* [INSTRUCTIONS TO FOLLOW]
Taking the first line of the listing as the start and the line containing "let mut plots" as the end, reproduce everything in between exactly, both ends included.

Start of RECORDS FOR THE TASK

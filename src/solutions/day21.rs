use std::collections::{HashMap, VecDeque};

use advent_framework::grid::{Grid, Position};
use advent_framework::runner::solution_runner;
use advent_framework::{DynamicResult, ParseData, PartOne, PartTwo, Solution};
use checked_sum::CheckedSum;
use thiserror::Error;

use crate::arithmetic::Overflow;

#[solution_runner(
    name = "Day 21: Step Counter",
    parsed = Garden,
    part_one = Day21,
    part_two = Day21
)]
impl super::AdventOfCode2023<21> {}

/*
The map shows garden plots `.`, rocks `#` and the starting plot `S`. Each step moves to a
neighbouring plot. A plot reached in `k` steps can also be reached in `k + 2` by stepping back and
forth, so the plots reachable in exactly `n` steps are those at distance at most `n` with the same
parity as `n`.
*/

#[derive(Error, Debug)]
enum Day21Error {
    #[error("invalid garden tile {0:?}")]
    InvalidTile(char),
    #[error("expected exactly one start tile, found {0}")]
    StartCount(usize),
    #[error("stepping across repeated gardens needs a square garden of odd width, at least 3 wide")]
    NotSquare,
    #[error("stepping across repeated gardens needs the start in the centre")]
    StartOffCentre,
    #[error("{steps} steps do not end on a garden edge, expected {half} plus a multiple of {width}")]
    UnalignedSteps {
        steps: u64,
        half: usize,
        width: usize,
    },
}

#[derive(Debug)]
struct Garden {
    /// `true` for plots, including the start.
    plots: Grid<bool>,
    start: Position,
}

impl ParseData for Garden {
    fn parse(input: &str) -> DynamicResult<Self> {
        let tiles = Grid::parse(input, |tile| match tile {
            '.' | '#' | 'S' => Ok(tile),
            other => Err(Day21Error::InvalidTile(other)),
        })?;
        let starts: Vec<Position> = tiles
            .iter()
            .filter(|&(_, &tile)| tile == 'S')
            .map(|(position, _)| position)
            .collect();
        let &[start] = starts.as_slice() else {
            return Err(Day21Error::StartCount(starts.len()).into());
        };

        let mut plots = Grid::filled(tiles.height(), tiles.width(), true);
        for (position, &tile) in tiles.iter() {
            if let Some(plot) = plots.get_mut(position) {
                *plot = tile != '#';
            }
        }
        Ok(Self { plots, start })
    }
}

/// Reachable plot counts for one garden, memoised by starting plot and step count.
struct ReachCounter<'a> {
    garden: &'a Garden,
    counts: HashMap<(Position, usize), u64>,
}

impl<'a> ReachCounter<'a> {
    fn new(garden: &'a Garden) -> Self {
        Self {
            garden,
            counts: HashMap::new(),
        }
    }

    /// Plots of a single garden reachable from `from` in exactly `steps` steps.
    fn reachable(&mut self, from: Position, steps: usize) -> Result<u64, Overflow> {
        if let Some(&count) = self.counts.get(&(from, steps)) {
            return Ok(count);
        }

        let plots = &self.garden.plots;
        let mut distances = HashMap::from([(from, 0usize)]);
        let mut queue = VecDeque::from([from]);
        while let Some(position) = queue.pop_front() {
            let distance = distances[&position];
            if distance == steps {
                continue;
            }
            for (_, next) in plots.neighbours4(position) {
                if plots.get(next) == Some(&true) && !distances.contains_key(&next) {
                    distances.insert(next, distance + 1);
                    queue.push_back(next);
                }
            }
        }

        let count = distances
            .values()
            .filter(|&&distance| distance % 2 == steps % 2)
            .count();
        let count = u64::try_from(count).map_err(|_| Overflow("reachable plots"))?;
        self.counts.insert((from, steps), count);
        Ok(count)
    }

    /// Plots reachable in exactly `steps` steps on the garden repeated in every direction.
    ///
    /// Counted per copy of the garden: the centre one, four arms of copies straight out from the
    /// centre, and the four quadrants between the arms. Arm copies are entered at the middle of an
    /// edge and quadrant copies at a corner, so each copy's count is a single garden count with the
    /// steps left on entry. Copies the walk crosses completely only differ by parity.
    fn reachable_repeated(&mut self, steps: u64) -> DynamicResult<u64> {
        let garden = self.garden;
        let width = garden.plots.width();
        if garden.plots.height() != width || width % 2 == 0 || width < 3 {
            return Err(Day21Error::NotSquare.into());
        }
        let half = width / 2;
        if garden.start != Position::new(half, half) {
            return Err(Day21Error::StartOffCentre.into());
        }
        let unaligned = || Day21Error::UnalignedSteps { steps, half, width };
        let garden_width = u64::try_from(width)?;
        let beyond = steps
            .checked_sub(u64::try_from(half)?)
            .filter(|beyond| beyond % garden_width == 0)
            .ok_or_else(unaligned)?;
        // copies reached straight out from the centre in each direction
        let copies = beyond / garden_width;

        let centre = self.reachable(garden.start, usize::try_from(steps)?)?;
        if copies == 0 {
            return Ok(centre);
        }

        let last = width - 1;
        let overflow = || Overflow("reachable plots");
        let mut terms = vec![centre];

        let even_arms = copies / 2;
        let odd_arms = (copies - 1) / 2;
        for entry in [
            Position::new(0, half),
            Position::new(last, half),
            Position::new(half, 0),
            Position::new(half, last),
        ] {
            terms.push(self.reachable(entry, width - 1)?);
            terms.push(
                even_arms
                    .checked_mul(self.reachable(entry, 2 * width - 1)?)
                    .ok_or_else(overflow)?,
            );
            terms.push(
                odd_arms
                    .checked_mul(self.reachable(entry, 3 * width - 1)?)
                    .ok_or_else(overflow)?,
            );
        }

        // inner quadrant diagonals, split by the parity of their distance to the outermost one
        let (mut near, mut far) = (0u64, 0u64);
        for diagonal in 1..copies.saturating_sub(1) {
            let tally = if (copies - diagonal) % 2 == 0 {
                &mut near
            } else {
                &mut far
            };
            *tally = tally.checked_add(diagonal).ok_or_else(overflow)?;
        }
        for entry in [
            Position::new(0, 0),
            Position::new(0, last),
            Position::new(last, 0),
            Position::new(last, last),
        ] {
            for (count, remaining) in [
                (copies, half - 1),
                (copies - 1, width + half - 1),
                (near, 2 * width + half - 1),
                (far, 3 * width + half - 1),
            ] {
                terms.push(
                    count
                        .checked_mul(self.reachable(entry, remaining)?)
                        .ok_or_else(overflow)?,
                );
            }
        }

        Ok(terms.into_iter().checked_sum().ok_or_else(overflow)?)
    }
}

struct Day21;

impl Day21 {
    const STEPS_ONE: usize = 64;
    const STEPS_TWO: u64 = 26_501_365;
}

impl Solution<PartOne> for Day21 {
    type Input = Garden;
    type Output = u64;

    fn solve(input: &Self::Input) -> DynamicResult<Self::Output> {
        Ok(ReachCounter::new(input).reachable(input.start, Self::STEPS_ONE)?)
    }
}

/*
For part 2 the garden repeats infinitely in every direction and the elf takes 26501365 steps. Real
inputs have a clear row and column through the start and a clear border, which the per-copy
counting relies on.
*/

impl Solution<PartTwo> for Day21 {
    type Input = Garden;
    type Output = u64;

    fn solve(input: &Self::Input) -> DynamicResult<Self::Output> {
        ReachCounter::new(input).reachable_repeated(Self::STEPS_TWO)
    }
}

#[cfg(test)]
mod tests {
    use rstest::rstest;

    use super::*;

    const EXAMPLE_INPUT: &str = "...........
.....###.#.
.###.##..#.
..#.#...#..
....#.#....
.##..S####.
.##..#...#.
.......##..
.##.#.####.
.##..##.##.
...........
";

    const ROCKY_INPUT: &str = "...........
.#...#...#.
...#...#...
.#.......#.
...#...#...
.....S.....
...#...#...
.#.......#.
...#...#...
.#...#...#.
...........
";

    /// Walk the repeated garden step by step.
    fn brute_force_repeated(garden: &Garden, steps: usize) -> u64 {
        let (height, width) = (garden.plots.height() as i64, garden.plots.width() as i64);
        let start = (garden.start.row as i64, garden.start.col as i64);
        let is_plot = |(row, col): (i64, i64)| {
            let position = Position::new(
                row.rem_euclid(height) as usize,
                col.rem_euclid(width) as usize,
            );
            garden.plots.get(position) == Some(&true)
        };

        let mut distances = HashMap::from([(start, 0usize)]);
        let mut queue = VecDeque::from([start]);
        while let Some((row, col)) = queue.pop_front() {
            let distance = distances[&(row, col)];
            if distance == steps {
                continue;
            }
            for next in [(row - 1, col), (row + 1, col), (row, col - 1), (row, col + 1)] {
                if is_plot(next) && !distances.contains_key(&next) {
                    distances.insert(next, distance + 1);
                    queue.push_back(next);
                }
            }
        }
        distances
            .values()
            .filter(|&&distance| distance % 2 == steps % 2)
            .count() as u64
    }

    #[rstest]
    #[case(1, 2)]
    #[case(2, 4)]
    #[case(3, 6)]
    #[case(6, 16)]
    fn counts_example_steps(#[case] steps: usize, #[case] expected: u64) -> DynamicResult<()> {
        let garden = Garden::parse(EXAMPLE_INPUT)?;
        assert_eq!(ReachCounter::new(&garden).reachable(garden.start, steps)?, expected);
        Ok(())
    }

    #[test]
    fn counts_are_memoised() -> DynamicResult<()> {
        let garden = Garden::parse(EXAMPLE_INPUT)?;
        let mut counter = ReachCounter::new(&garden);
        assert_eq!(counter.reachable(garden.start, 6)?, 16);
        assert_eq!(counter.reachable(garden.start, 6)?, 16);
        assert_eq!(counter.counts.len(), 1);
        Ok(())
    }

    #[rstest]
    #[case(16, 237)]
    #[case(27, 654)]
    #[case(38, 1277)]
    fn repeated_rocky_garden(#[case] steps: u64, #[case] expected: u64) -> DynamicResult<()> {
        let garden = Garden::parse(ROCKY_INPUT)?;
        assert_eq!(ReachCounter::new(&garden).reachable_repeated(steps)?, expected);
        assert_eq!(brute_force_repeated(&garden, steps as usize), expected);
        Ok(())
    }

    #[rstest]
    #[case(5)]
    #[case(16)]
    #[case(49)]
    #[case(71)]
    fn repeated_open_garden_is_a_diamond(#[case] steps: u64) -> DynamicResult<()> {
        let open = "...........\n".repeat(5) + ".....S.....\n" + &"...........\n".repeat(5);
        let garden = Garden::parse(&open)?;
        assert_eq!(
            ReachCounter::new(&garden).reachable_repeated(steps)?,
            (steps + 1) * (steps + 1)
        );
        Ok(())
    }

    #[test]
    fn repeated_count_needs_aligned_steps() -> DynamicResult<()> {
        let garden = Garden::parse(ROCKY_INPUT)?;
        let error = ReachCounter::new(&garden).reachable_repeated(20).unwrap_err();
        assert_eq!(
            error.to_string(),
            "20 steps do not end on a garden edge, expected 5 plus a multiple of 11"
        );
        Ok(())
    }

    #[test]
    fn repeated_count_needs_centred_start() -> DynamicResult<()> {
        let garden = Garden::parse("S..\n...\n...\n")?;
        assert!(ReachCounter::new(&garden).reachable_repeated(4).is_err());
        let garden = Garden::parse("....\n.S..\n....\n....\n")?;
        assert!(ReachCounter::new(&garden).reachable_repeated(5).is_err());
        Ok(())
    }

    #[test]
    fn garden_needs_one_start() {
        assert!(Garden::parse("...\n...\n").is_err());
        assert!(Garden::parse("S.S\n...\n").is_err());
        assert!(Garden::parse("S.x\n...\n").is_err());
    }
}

End of RECORDS FOR THE TASK

* [SOLUTION FOR THIS PROBLEM]
filename src/solutions/day21.rs
use std::collections::{HashMap, VecDeque};

use advent_framework::grid::{Grid, Position};
use advent_framework::runner::solution_runner;
use advent_framework::{DynamicResult, ParseData, PartOne, PartTwo, Solution};
use checked_sum::CheckedSum;
use thiserror::Error;

use crate::arithmetic::Overflow;

#[solution_runner(
    name = "Day 21: Step Counter",
    parsed = Garden,
    part_one = Day21,
    part_two = Day21
)]
impl super::AdventOfCode2023<21> {}

/*
The map shows garden plots `.`, rocks `#` and the starting plot `S`. Each step moves to a
neighbouring plot. A plot reached in `k` steps can also be reached in `k + 2` by stepping back and
forth, so the plots reachable in exactly `n` steps are those at distance at most `n` with the same
parity as `n`.
*/

#[derive(Error, Debug)]
enum Day21Error {
    #[error("invalid garden tile {0:?}")]
    InvalidTile(char),
    #[error("expected exactly one start tile, found {0}")]
    StartCount(usize),
    #[error("stepping across repeated gardens needs a square garden of odd width, at least 3 wide")]
    NotSquare,
    #[error("stepping across repeated gardens needs the start in the centre")]
    StartOffCentre,
    #[error("{steps} steps do not end on a garden edge, expected {half} plus a multiple of {width}")]
    UnalignedSteps {
        steps: u64,
        half: usize,
        width: usize,
    },
}

#[derive(Debug)]
struct Garden {
    /// `true` for plots, including the start.
    plots: Grid<bool>,
    start: Position,
}

impl ParseData for Garden {
    fn parse(input: &str) -> DynamicResult<Self> {
        let tiles = Grid::parse(input, |tile| match tile {
            '.' | '#' | 'S' => Ok(tile),
            other => Err(Day21Error::InvalidTile(other)),
        })?;
        let starts: Vec<Position> = tiles
            .iter()
            .filter(|&(_, &tile)| tile == 'S')
            .map(|(position, _)| position)
            .collect();
        let &[start] = starts.as_slice() else {
            return Err(Day21Error::StartCount(starts.len()).into());
        };

        let mut plots = Grid::filled(tiles.height(), tiles.width(), true);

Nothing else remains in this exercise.